(Recorded data)

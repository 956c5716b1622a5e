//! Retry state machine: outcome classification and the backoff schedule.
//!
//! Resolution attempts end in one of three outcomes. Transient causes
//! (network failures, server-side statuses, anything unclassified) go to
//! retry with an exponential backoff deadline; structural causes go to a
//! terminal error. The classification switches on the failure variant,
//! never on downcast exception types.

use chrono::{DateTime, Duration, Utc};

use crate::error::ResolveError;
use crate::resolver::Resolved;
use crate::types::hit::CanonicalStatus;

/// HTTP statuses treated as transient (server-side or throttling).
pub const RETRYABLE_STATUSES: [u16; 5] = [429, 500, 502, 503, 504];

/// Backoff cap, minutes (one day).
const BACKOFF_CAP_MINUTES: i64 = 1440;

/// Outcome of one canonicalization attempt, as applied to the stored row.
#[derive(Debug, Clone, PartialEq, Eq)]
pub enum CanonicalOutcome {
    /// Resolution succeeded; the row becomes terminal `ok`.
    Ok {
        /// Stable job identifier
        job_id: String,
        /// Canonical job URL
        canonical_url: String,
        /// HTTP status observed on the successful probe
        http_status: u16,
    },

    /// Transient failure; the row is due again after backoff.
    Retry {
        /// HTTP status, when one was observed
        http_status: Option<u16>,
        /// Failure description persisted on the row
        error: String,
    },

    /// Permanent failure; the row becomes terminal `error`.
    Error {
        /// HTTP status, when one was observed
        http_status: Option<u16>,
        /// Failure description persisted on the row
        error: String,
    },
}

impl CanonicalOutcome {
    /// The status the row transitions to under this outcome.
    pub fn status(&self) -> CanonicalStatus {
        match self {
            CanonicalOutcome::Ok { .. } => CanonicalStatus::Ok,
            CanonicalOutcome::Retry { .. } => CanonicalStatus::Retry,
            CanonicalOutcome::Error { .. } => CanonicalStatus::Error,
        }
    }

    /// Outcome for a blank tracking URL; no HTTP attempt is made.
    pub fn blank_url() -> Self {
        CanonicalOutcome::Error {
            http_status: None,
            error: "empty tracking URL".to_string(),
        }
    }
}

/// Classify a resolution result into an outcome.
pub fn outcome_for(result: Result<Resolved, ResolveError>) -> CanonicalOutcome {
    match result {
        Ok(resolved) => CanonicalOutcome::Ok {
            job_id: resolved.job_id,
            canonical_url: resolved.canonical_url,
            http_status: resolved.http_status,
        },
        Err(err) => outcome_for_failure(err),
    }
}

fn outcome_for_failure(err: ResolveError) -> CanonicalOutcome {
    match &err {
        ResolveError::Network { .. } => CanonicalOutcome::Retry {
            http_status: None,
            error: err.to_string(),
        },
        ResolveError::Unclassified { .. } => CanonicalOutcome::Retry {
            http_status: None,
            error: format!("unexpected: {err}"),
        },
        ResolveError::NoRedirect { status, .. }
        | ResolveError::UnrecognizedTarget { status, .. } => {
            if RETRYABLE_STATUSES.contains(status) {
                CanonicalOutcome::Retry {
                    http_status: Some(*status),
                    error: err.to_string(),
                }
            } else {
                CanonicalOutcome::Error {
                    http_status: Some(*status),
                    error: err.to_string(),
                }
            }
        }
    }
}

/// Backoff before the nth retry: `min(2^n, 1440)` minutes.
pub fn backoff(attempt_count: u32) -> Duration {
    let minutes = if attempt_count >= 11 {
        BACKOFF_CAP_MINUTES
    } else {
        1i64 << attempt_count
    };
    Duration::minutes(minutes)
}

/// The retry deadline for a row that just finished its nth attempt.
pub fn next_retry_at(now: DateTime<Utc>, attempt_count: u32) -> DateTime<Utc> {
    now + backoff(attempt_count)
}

(End Recorded data)

Here the job is to transcribe the lines from the first line of the data through the line containing "downcast exception types.", inclusive, exactly and with nothing else.

repository 956c5716b1622a5e
//! Retry state machine: outcome classification and the backoff schedule.
//!
//! Resolution attempts end in one of three outcomes. Transient causes
//! (network failures, server-side statuses, anything unclassified) go to
//! retry with an exponential backoff deadline; structural causes go to a
//! terminal error. The classification switches on the failure variant,
//! never on downcast exception types.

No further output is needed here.